Tuesday, April 14, 2009

Plastic Man




Tom Brokaw made a request. He said I should go to my web browser and type “neuroplasticity.” I was not with him at the time, so I could not tell him that I already did that. In fact, that is why I was listening to him that moment. From Youtube.com, I found one hour's worth of discussion on neuroplasticity, and learned about the current researchers learning about it. Scientists can rock my world, and I plan to include a couple science classes in my studies in addition to my major, because I have an obligation to know, understand, and appreciate the intricacies of this world of continuous exploration


Neuroplasticity refers to the versatility of nerve cells to learn, adapt, and change. Up to recent times we thought this plasticity , this versatility only existed in young brains. People with hydrocephalis were shown to be highly functional despite the loss of enormous parts of their brains. Specifically, a man with sections destroyed that were reserved for eyesight function was shown to see with great acuity. Portions of the brain are determined to have specific function, consistent from one person to another. Yet, when brain tissues are lost in formative years, apparently other portions of the brain take on the functions of the damaged, and impacted areas.


As a non scientist I am interested in knowing how to take these observations, and use them to elevate my hope, start new therapy, and let go of old ideas that when my legs stop working, I ought to start saving for a wheelchair.


When I was in science classes in high school around fifteen years ago (class of 1988? do the math!), I was taught that neurogenesis(creation of nerve cells) was something that came to an end after the formative years stopped. Nerve cells were of a fixed number, and when they died, there would be no replacements. For most of the nerve cells in the body this is still the truth. But, in a few cases, researchers were able to use functional magnetic resonant imaging (FMRI) to show that in parts of the brain, neurogenesis continues on into adulthood.

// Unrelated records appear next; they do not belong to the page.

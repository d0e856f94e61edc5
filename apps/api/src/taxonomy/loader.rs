//! Finds the ESCO export directory, reads every recognised CSV in dependency
//! order and installs the result in the store.
//!
//! Order: concepts (skills, occupations, skill groups) → enrichment
//! (collections, hierarchy) → relations → approved aliases. Per-file errors
//! are logged and the file is skipped; only a missing directory or a load
//! without any concept file fails the whole run.

use std::collections::BTreeMap;
use std::path::{Path, PathBuf};
use std::sync::Arc;

use chrono::{DateTime, Utc};
use serde::Serialize;
use tokio::task::JoinHandle;
use tracing::{debug, error, info, warn};

use crate::errors::TaxonomyError;
use crate::taxonomy::csv::{split_synonyms, CsvSource};
use crate::taxonomy::models::{
    OccupationConcept, OccupationSkillRelation, RelationType, SkillConcept,
};
use crate::taxonomy::store::{TaxonomyBuilder, TaxonomySnapshot, TaxonomyStore};

/// Parent directories tried after the configured base path.
pub const MAX_FALLBACKS: usize = 3;

#[derive(Debug, Clone)]
pub struct LoaderSettings {
    pub data_path: PathBuf,
    pub approved_aliases: Option<PathBuf>,
}

/// Summary of one completed load.
#[derive(Debug, Clone, Default, Serialize)]
pub struct LoadReport {
    pub data_dir: PathBuf,
    pub files_loaded: Vec<String>,
    pub files_skipped: Vec<String>,
    pub skills: usize,
    pub occupations: usize,
    pub relations: usize,
    pub skill_labels: usize,
    pub occupation_labels: usize,
    pub approved_aliases: usize,
    pub loaded_at: Option<DateTime<Utc>>,
}

// ────────────────────────────────────────────────────────────────────────────
// File classification
// ────────────────────────────────────────────────────────────────────────────

#[derive(Debug, Clone, Copy, PartialEq, Eq)]
pub enum CollectionKind {
    Digital,
    Research,
    Transversal,
}

#[derive(Debug, Clone, Copy, PartialEq, Eq)]
pub enum TaxonomyFile {
    Skills,
    Occupations,
    SkillGroups,
    Collection(CollectionKind),
    Hierarchy,
    Relations,
}

impl TaxonomyFile {
    /// Classifies by case-insensitive file name substring, most specific
    /// pattern first. Unknown files, and collections that do not set a skill
    /// flag, return `None`.
    pub fn classify(file_name: &str) -> Option<Self> {
        let name = file_name.to_lowercase();
        if name.contains("occupationskillrelations") {
            Some(Self::Relations)
        } else if name.contains("collection") {
            if name.contains("occupation") {
                None
            } else if name.contains("digital") {
                Some(Self::Collection(CollectionKind::Digital))
            } else if name.contains("research") {
                Some(Self::Collection(CollectionKind::Research))
            } else if name.contains("transversal") {
                Some(Self::Collection(CollectionKind::Transversal))
            } else {
                None
            }
        } else if name.contains("broaderrelationsskillpillar") || name.contains("skillshierarchy") {
            Some(Self::Hierarchy)
        } else if name.contains("skillskillrelations") {
            None
        } else if name.contains("skillgroups") {
            Some(Self::SkillGroups)
        } else if name.contains("skills") {
            Some(Self::Skills)
        } else if name.contains("occupations") {
            Some(Self::Occupations)
        } else {
            None
        }
    }

    fn phase(self) -> u8 {
        match self {
            Self::Skills | Self::Occupations | Self::SkillGroups => 0,
            Self::Collection(_) | Self::Hierarchy => 1,
            Self::Relations => 2,
        }
    }
}

// ────────────────────────────────────────────────────────────────────────────
// Directory resolution
// ────────────────────────────────────────────────────────────────────────────

/// Candidate directories for `base`: the path itself, then the same relative
/// path under up to `MAX_FALLBACKS` ancestors of `cwd`. Absolute paths have
/// no fallbacks.
pub fn candidate_dirs(cwd: &Path, base: &Path) -> Vec<PathBuf> {
    if base.is_absolute() {
        return vec![base.to_path_buf()];
    }
    let relative = base.strip_prefix(".").unwrap_or(base);
    cwd.ancestors()
        .take(MAX_FALLBACKS + 1)
        .map(|dir| dir.join(relative))
        .collect()
}

pub fn resolve_data_dir_from(cwd: &Path, base: &Path) -> Option<PathBuf> {
    candidate_dirs(cwd, base).into_iter().find(|dir| {
        let found = contains_taxonomy_files(dir);
        debug!("Taxonomy directory candidate {}: {}", dir.display(), found);
        found
    })
}

pub fn resolve_data_dir(base: &Path) -> Option<PathBuf> {
    let cwd = std::env::current_dir().unwrap_or_else(|_| PathBuf::from("."));
    resolve_data_dir_from(&cwd, base)
}

/// True when `dir` holds at least one CSV the loader recognises.
fn contains_taxonomy_files(dir: &Path) -> bool {
    std::fs::read_dir(dir)
        .map(|entries| {
            entries.flatten().map(|entry| entry.path()).any(|path| {
                is_csv(&path) && TaxonomyFile::classify(&file_name(&path)).is_some()
            })
        })
        .unwrap_or(false)
}

fn is_csv(path: &Path) -> bool {
    path.is_file()
        && path
            .extension()
            .is_some_and(|ext| ext.eq_ignore_ascii_case("csv"))
}

// ────────────────────────────────────────────────────────────────────────────
// Loading
// ────────────────────────────────────────────────────────────────────────────

/// Reads a complete taxonomy from `settings`. Blocking.
pub fn load_taxonomy(
    settings: &LoaderSettings,
) -> Result<(TaxonomySnapshot, LoadReport), TaxonomyError> {
    let dir = resolve_data_dir(&settings.data_path)
        .ok_or_else(|| TaxonomyError::DataDirNotFound(settings.data_path.clone()))?;
    load_directory(&dir, settings.approved_aliases.as_deref())
}

pub fn load_directory(
    dir: &Path,
    approved_aliases: Option<&Path>,
) -> Result<(TaxonomySnapshot, LoadReport), TaxonomyError> {
    info!("Loading ESCO taxonomy from {}", dir.display());

    let mut files: Vec<(TaxonomyFile, PathBuf)> = std::fs::read_dir(dir)
        .map_err(|source| TaxonomyError::Io {
            path: dir.to_path_buf(),
            source,
        })?
        .flatten()
        .map(|entry| entry.path())
        .filter(|path| is_csv(path))
        .filter_map(|path| {
            let kind = TaxonomyFile::classify(&file_name(&path));
            if kind.is_none() {
                debug!("Ignoring unrecognised file {}", path.display());
            }
            kind.map(|kind| (kind, path))
        })
        .collect();
    // Stable by phase, then by name, so last-writer-wins is deterministic.
    files.sort_by(|a, b| (a.0.phase(), &a.1).cmp(&(b.0.phase(), &b.1)));

    let mut builder = TaxonomyBuilder::new();
    let mut report = LoadReport {
        data_dir: dir.to_path_buf(),
        ..LoadReport::default()
    };
    let mut concept_files = 0;

    for (kind, path) in &files {
        let name = file_name(path);
        match load_file(*kind, path, &mut builder) {
            Ok(rows) => {
                debug!("{name}: {rows} rows applied as {kind:?}");
                if kind.phase() == 0 {
                    concept_files += 1;
                }
                report.files_loaded.push(name);
            }
            Err(e) => {
                warn!("Skipping taxonomy file: {e}");
                report.files_skipped.push(name);
            }
        }
    }

    if concept_files == 0 {
        return Err(TaxonomyError::NoConcepts(dir.to_path_buf()));
    }

    if let Some(path) = approved_aliases {
        match load_approved_aliases(path, &mut builder) {
            Ok(count) => report.approved_aliases = count,
            Err(e) => warn!("Skipping approved aliases: {e}"),
        }
    }

    let snapshot = builder.build()?;
    let stats = snapshot.stats();
    report.skills = stats.skills;
    report.occupations = stats.occupations;
    report.relations = stats.relations;
    report.skill_labels = stats.skill_labels;
    report.occupation_labels = stats.occupation_labels;
    report.loaded_at = Some(Utc::now());

    Ok((snapshot, report))
}

fn file_name(path: &Path) -> String {
    path.file_name()
        .map(|n| n.to_string_lossy().into_owned())
        .unwrap_or_default()
}

fn load_file(
    kind: TaxonomyFile,
    path: &Path,
    builder: &mut TaxonomyBuilder,
) -> Result<usize, TaxonomyError> {
    let source = CsvSource::read(path)?;
    match kind {
        TaxonomyFile::Skills => load_concepts(&source, builder, true),
        TaxonomyFile::Occupations => load_concepts(&source, builder, false),
        TaxonomyFile::SkillGroups => load_skill_groups(&source, builder),
        TaxonomyFile::Collection(collection) => load_collection(&source, builder, collection),
        TaxonomyFile::Hierarchy => load_hierarchy(&source, builder),
        TaxonomyFile::Relations => load_relations(&source, builder),
    }
}

pub fn load_concepts(
    source: &CsvSource,
    builder: &mut TaxonomyBuilder,
    is_skill: bool,
) -> Result<usize, TaxonomyError> {
    let uri_idx = source.require_column("conceptUri")?;
    let label_idx = source.require_column("preferredLabel")?;
    let alt_idx = source.alt_labels_column();

    let mut count = 0;
    for row in source.rows()? {
        let uri = row.cell(uri_idx);
        let label = row.cell(label_idx);
        if uri.is_empty() || label.is_empty() {
            continue;
        }
        let synonyms = alt_idx
            .map(|idx| split_synonyms(row.raw(idx)))
            .unwrap_or_default();

        if is_skill {
            builder.register_skill(SkillConcept::new(uri, label, synonyms));
        } else {
            builder.register_occupation(OccupationConcept::new(uri, label, synonyms));
        }
        count += 1;
    }
    Ok(count)
}

pub fn load_relations(
    source: &CsvSource,
    builder: &mut TaxonomyBuilder,
) -> Result<usize, TaxonomyError> {
    let occupation_idx = source.require_column("occupationUri")?;
    let skill_idx = source.require_column("skillUri")?;
    let type_idx = source.column("relationType");

    let mut count = 0;
    for row in source.rows()? {
        let occupation_uri = row.cell(occupation_idx);
        let skill_uri = row.cell(skill_idx);
        if occupation_uri.is_empty() || skill_uri.is_empty() {
            continue;
        }
        let relation_type = type_idx
            .map(|idx| RelationType::from_cell(row.cell(idx)))
            .unwrap_or(RelationType::Essential);

        builder.register_relation(OccupationSkillRelation {
            occupation_uri: occupation_uri.to_string(),
            skill_uri: skill_uri.to_string(),
            relation_type,
        });
        count += 1;
    }
    Ok(count)
}

/// Flags listed skills. URIs that are not loaded skills are skipped.
pub fn load_collection(
    source: &CsvSource,
    builder: &mut TaxonomyBuilder,
    kind: CollectionKind,
) -> Result<usize, TaxonomyError> {
    let uri_idx = source
        .column("conceptUri")
        .or_else(|| {
            source
                .headers()
                .iter()
                .position(|h| h.to_lowercase().contains("uri"))
        })
        .ok_or_else(|| TaxonomyError::MissingColumn {
            path: source.path().to_path_buf(),
            column: "conceptUri",
        })?;

    let mut count = 0;
    for row in source.rows()? {
        let Some(skill) = builder.skill_mut(row.cell(uri_idx)) else {
            continue;
        };
        match kind {
            CollectionKind::Digital => skill.is_digital = true,
            CollectionKind::Research => skill.is_research = true,
            CollectionKind::Transversal => skill.is_transversal = true,
        }
        count += 1;
    }
    Ok(count)
}

pub fn load_hierarchy(
    source: &CsvSource,
    builder: &mut TaxonomyBuilder,
) -> Result<usize, TaxonomyError> {
    let uri_idx = source.require_column("conceptUri")?;
    let parent_idx = source
        .column("broaderUri")
        .or_else(|| source.column("parentUri"))
        .ok_or_else(|| TaxonomyError::MissingColumn {
            path: source.path().to_path_buf(),
            column: "broaderUri",
        })?;

    let mut count = 0;
    for row in source.rows()? {
        let parent = row.cell(parent_idx);
        if parent.is_empty() {
            continue;
        }
        let Some(skill) = builder.skill_mut(row.cell(uri_idx)) else {
            continue;
        };
        if !skill.parent_uris.iter().any(|p| p == parent) {
            skill.parent_uris.push(parent.to_string());
            count += 1;
        }
    }
    Ok(count)
}

pub fn load_skill_groups(
    source: &CsvSource,
    builder: &mut TaxonomyBuilder,
) -> Result<usize, TaxonomyError> {
    let uri_idx = source.require_column("conceptUri")?;
    let code_idx = source.require_column("code")?;

    let mut count = 0;
    for row in source.rows()? {
        let (uri, code) = (row.cell(uri_idx), row.cell(code_idx));
        if uri.is_empty() || code.is_empty() {
            continue;
        }
        builder.register_skill_group(uri, code);
        count += 1;
    }
    Ok(count)
}

/// Reads `{term: canonical label}` pairs approved in discovery review.
pub fn load_approved_aliases(
    path: &Path,
    builder: &mut TaxonomyBuilder,
) -> Result<usize, TaxonomyError> {
    let text = std::fs::read_to_string(path).map_err(|source| TaxonomyError::Io {
        path: path.to_path_buf(),
        source,
    })?;
    let aliases: BTreeMap<String, String> =
        serde_json::from_str(&text).map_err(|source| TaxonomyError::Aliases {
            path: path.to_path_buf(),
            source,
        })?;

    Ok(aliases
        .iter()
        .filter(|(term, canonical)| builder.register_skill_alias(term, canonical))
        .count())
}

// ────────────────────────────────────────────────────────────────────────────
// Background task
// ────────────────────────────────────────────────────────────────────────────

/// Runs one load on the blocking pool. Returns `None` when a load is already
/// in progress.
pub fn spawn_loader(store: Arc<TaxonomyStore>, settings: LoaderSettings) -> Option<JoinHandle<()>> {
    if !store.begin_load() {
        return None;
    }
    info!("ESCO loader started for {}", settings.data_path.display());

    Some(tokio::task::spawn_blocking(move || {
        match load_taxonomy(&settings) {
            Ok((snapshot, report)) => store.install(snapshot, report),
            Err(e) => {
                error!("ESCO taxonomy load failed: {e}");
                store.mark_failed(e.to_string());
            }
        }
    }))
}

Still the issue I am thinking about, involves the brain cells remaining, and all the nerve cells they command. I am watching this stuff, do my reading, and listening to podcasts out of pure self-interest. I have symptoms being reviewed by a neurologist right now. My foot is dragging, and that is not a metaphor. My foot drags when I walk, and I am excited to realize I am empowered. What do I do? I listen to a coworker who, with chronic back pain, says he goes to the gym at college every day at six in the morning. He says he is stronger, and healthier than he has I a long time.


One thing he told me was that the six AM crowd is the winner's circle. He works out in the gym with seniors, and he tells me how motivated they are. I also know that the studies Tom Brokaw discussed involved evidence that neurogenesis is most active in people who exercise at least one hour a day. four times a week.


So, today a man walks up to me in a coffee shop, and he tells me about how he had lost massive brain tissue in the right hemisphere of his brain in an accident. He was told that coming out of a coma he would never walk again. Paralyzed from the neck down, he was told he would be confined to a wheelchair for life. Still, this man can and does, walk several miles a day. I am not missing major chunks of my brain, but I still know my improvement is my responsibility.


Today, I am learning how to balance myself. I am learning how to raise my leg. I am learning how to train my mind through exercising my body. So, after weeks in circuit training, I understand what my instructor means when she tells me I will get out of it what I put into it. Old words they are, and still for me they have new significance. My hope today rests on many things. I take muscle relaxants to reduce spasm in my legs. But, I also am now trusting my doctors. I am exercising more. I now see my returns will come from precisely what I discussed weeks ago, the elliptical cross-trainer. My resistance to using the machine comes from it being difficult, being awkward, and being exhausting. My hope comes from knowing that regardless the causes of my problem, this exercise can help.


Thank you for reading.

5 comments:

Momisodes said...

That sounds fascinating. Good for you for tackling this head on, doing your research, and staying positive. I can see the determination and hope through your words.

I'm keeping positive thoughts for you.

katcarneo said...

This is a very informative post, and I read it with squinted eyes as my high school biology classes resurface from the depths of my brain. I can see a lot of positivity in you, and that's great. Those stories you've mentioned are really inspiring, and with your drive, you can overcome this challenge. All the best, Keith!

Nyl said...

Keith, thanks for this very educational entry...i am learning here, really.

I guess everything we do in life is just a matter of discipline. Good luck in your aims for a healthy lifestyle. God bless Keith!:)

bw said...

Nice info. I just signed up to a gym last week and that is after canceling me membership in another gym almost 10 years ago ! And yes, I plan to do my exercise early in the morning, at least 3 times a week :)

haze said...

Mind over matter, I have always believed that one should meet the needs and surmount any obstacles. And what is good with you that you think like an optimist ;)!